Tunisie : Karim Gharbi, artiste en quête d’identité

 

Le chanteur tuniso-belge se produit vendredi 30 mars sur la scène du Mad’art à Carthage. Si les chansons sont en français, la mélodie, aux influences variées, reflète une personnalité multiple. De retour en Tunisie pour son concert, Tekiano l’a rencontré.

karim-gharbi-300312Il a le cheveu un peu fou et l’œil fatigué mais il sourit : Karim Gharbi vient de rentrer du Kef où il s’est produit pour les 24h théâtrales. «C’était incroyable j’ai pu voir un nouveau public, qui ne me connaissait pas forcément. Malgré la barrière de la langue, il y a eu un bon contact.»

Karim Garbi fait partie de ces gens à la double nationalité qui ont vécu dans leur pays natal sans vraiment bien connaître leur pays d’origine. Le retour en Tunisie à travers ses concerts s’assimile aussi une quête identitaire. Né à Bruxelles, Karim grandit en allant en Tunisie de temps en temps, en vacances. «J’ai de magnifiques souvenirs d’enfance, les chats de Tunis, les histoires que me racontaient ma grand-mère… Mais c’est vrai que comme beaucoup, je ne me sentais pas légitime car je venais un peu en touriste et le seul contact que j’avais, c’était avec ma famille.».

A 16 ans, il commence à faire de la musique sur le tard. Sept ans de piano classique, conservatoire, spécialité jazz, il poursuit des études qu’il a toujours voulu faire tout en multipliant des petits boulots afin de vivre correctement. Ce n’est que vers l’âge de 30 ans qu’il commence à écrire ses propres textes. La Tunisie, il la retrouve à travers la révolution. Venu fêter ses quatre prix à la biennale de la chanson française à Bruxelles en 2010, il arrive pour un concert à Tunis le 23 décembre 2010. Le 14 janvier, il descend avec tous les Tunisiens manifester dans la rue. «Quand ça a commencé à dégénérer, je me suis réfugié avec mon père et une trentaine de personnes dans une impasse. Le photographe Lucas Dolega est mort à quelques mètres de nous.» Pour lui, la révolution a surtout été «une grande claque», une sorte de contact immédiat avec la réalité tunisienne qu’il ne connaissait pas et une nouvelle «proximité fraternelle». Depuis, il revient en Tunisie pour des concerts et voir sa famille. «La Tunisie aujourd’hui, c’est mon patrimoine, mon héritage et j’espère y puiser beaucoup d’inspiration». L’inspiration, il l’a déjà, artiste compositeur-interprète, son répertoire musical va d’Oum Kalthoum à Beethoven en passant par Dominique A ou Georges Moustaki. Mais un de ses coups de foudre, c’est à 15 ans qu’il l’a eu, lorsqu’il entend le sacre du printemps de Stravinsky avec la chorégraphie de Maurice Béjart.

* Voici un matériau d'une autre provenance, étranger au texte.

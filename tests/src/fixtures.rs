//! Shared setup: a two-organization development network, a bootstrapped
//! client, and an ordering service that records what it was sent.

use async_trait::async_trait;
use fc_01_identity::{ChannelContext, ClientContext, ConnectionProfile, InMemoryWallet};
use fc_02_submission::{
    BroadcastAck, OrderingService, SubmissionConfig, TransactionSubmitter, TransportError,
};
use fc_devnet::domain::ledger::PendingTransaction;
use fc_devnet::{Chaincode, ChaincodeStub, DevNetwork, DevnetConfig, OemContract};
use parking_lot::Mutex;
use shared_types::{
    ChaincodeId, ChaincodeInvocation, PeerName, SigningIdentity, TransactionEnvelope,
    TransactionId,
};
use std::sync::Arc;

pub const PROFILE: &str = r#"
name: oem-network
client:
  organization: Requirements
channels:
  oem-channel:
    orderers: [orderer.oem.com]
    peers:
      peer0.oem.requirements.com: {}
      peer0.oem.designgroup.com: {}
organizations:
  Requirements:
    mspid: RequirementsMSP
    peers: [peer0.oem.requirements.com]
  DesignGroup:
    mspid: DesignGroupMSP
    peers: [peer0.oem.designgroup.com]
orderers:
  orderer.oem.com:
    url: http://localhost:7050
peers:
  peer0.oem.requirements.com:
    url: http://localhost:7051
  peer0.oem.designgroup.com:
    url: http://localhost:9051
"#;

pub const CHANNEL: &str = "oem-channel";
pub const CHAINCODE: &str = "oemcc";
pub const USER: &str = "Admin@requirements.oem.com";
pub const REQUIREMENTS_PEER: &str = "peer0.oem.requirements.com";
pub const DESIGN_PEER: &str = "peer0.oem.designgroup.com";
pub const JOHN_DOE: &str = r#"{"firstname":"John","lastname":"Doe"}"#;
pub const SAM_DESIGNER: &str = r#"{"firstname":"Sam","lastname":"Designer"}"#;

/// Forwards to the development network and keeps every envelope's id.
pub struct RecordingOrderer {
    network: Arc<DevNetwork>,
    sent: Mutex<Vec<TransactionId>>,
}

impl RecordingOrderer {
    pub fn new(network: Arc<DevNetwork>) -> Self {
        Self {
            network,
            sent: Mutex::new(Vec::new()),
        }
    }

    pub fn sent(&self) -> Vec<TransactionId> {
        self.sent.lock().clone()
    }
}

#[async_trait]
impl OrderingService for RecordingOrderer {
    async fn broadcast(&self, envelope: &TransactionEnvelope) -> Result<BroadcastAck, TransportError> {
        self.sent.lock().push(envelope.tx_id().clone());
        self.network.broadcast(envelope).await
    }
}

pub struct TestNetwork {
    pub network: Arc<DevNetwork>,
    pub profile: ConnectionProfile,
    pub client: ClientContext,
    pub channel: ChannelContext,
    pub orderer: Arc<RecordingOrderer>,
}

impl TestNetwork {
    pub async fn start() -> Self {
        Self::with_config(DevnetConfig::for_testing()).await
    }

    pub async fn with_config(config: DevnetConfig) -> Self {
        let profile = ConnectionProfile::from_yaml_str(PROFILE).expect("fixture profile");
        let network = DevNetwork::from_profile(&profile, config).expect("fixture network");
        let wallet = InMemoryWallet::new().with(USER, &SigningIdentity::generate("RequirementsMSP"));
        let client = ClientContext::bootstrap(profile.clone(), USER, &wallet)
            .await
            .expect("fixture identity");
        let channel = client.channel(CHANNEL).expect("fixture channel");
        let orderer = Arc::new(RecordingOrderer::new(Arc::clone(&network)));
        Self {
            network,
            profile,
            client,
            channel,
            orderer,
        }
    }

    /// Submitter that proposes to the network and orders through the recorder.
    pub fn submitter(&self) -> TransactionSubmitter {
        TransactionSubmitter::from_channel(
            &self.channel,
            self.network.clone(),
            self.orderer.clone(),
        )
        .with_config(SubmissionConfig::for_testing())
    }

    pub fn blocks_cut(&self) -> u64 {
        self.network
            .orderer()
            .stats()
            .blocks_cut
            .load(std::sync::atomic::Ordering::Relaxed)
    }

    /// Create every id in one committed block, bypassing endorsement.
    pub fn seed_assets(&self, ids: &[String]) {
        let contract = OemContract::new(CHAINCODE);
        let (tx_id, _) = TransactionId::generate(b"seed");
        let mut stub = ChaincodeStub::new(
            self.network.ledger(),
            ChaincodeId::new(CHAINCODE),
            tx_id.clone(),
            1_600_000_000_000,
        );
        for id in ids {
            contract
                .invoke(
                    &mut stub,
                    "NewAsset",
                    &[
                        id.as_bytes().to_vec(),
                        JOHN_DOE.as_bytes().to_vec(),
                        b"seeded".to_vec(),
                    ],
                )
                .expect("seed asset");
        }
        let (results, _) = stub.finish();
        self.network
            .ledger()
            .commit(PendingTransaction {
                tx_id,
                results,
                event: None,
                policy_satisfied: true,
            })
            .expect("seed block");
    }
}

pub fn peers(names: &[&str]) -> Vec<PeerName> {
    names.iter().map(|n| PeerName::new(*n)).collect()
}

pub fn invocation(function: &str, args: &[&str]) -> ChaincodeInvocation {
    ChaincodeInvocation::new(CHAINCODE, function).string_args(args)
}
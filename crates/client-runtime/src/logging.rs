//! Tracing subscriber setup. Logs go to stderr; stdout carries command output.

use crate::config::LogConfig;
use thiserror::Error;
use tracing_subscriber::EnvFilter;

#[derive(Debug, Error)]
pub enum LoggingError {
    #[error("Invalid log filter {directive:?}: {reason}")]
    Filter { directive: String, reason: String },

    #[error("Cannot install log subscriber: {0}")]
    Install(String),
}

/// Filter from `RUST_LOG` when set, else from the configured level (which
/// `OEM_LOG_LEVEL` already overrode).
pub fn filter(config: &LogConfig, rust_log: Option<String>) -> Result<EnvFilter, LoggingError> {
    let directive = rust_log
        .filter(|v| !v.trim().is_empty())
        .unwrap_or_else(|| config.level.clone());
    EnvFilter::try_new(&directive).map_err(|e| LoggingError::Filter {
        directive,
        reason: e.to_string(),
    })
}

/// Install the global subscriber. Call once, before anything logs.
pub fn init(config: &LogConfig) -> Result<(), LoggingError> {
    let filter = filter(config, std::env::var("RUST_LOG").ok())?;
    let builder = tracing_subscriber::fmt()
        .with_env_filter(filter)
        .with_target(true)
        .with_writer(std::io::stderr);

    let installed = if config.json {
        builder.json().try_init()
    } else {
        builder.try_init()
    };
    installed.map_err(|e| LoggingError::Install(e.to_string()))
}

#[cfg(test)]
mod tests {
    use super::*;

    #[test]
    fn test_rust_log_wins_over_level() {
        let config = LogConfig::default();
        let filter = filter(&config, Some("fc_02_submission=trace".into())).unwrap();
        assert!(filter.to_string().contains("fc_02_submission=trace"));
    }

    #[test]
    fn test_blank_rust_log_falls_back() {
        let config = LogConfig {
            level: "debug".into(),
            json: false,
        };
        assert_eq!(filter(&config, Some("  ".into())).unwrap().to_string(), "debug");
    }

    #[test]
    fn test_bad_directive_rejected() {
        let config = LogConfig {
            level: "fc_02=loud".into(),
            json: false,
        };
        assert!(matches!(filter(&config, None), Err(LoggingError::Filter { .. })));
    }
}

Accompagné d’un groupe de trois musiciens Eric Bribosia (clavier accordéon), Fred Becker (Saxophone, flûte, clarinette) et Clément Noury (guitare) il chante du Paul Verlaine ou du Arthur Rimbaud tout comme ses propres textes, tels que la chanson Secrets de famille par exemple. La création et la composition lui permettent aujourd’hui de mieux se retrouver. Ne pouvant pas chanter en arabe, il retrouve l’influence orientale via la mélodiecomme le montre le début de la chanson Les boutons dorés. «C’est d’ailleurs plus le son que les mots, qui m’a amené vers la musique. Je suis plutôt d’influence musicale que littéraire»mais il cite au détour d’une phrase le livre Les identités meurtrières de l’écrivain franco-libanais Amin Maalouf comme si la quête identitaire revenait toujours au fil de sa pensée. La chanson est ainsi un champ d’exploration inépuisable.Du registre doux-mélancolique de Xanax for ever, il passe à l’humour noir jazzy avec le Blues de l’œuf dur.

Retour aux sources, la Tunisie qu’il voit comme «son pays» est encore pour lui une terre de découverte, à la fois de lui-même mais aussi d’un public qui l’avait accueilli à bras ouverts en 2010. Un talent à découvrir ou à revoir au Mad’art le vendredi 30 mars.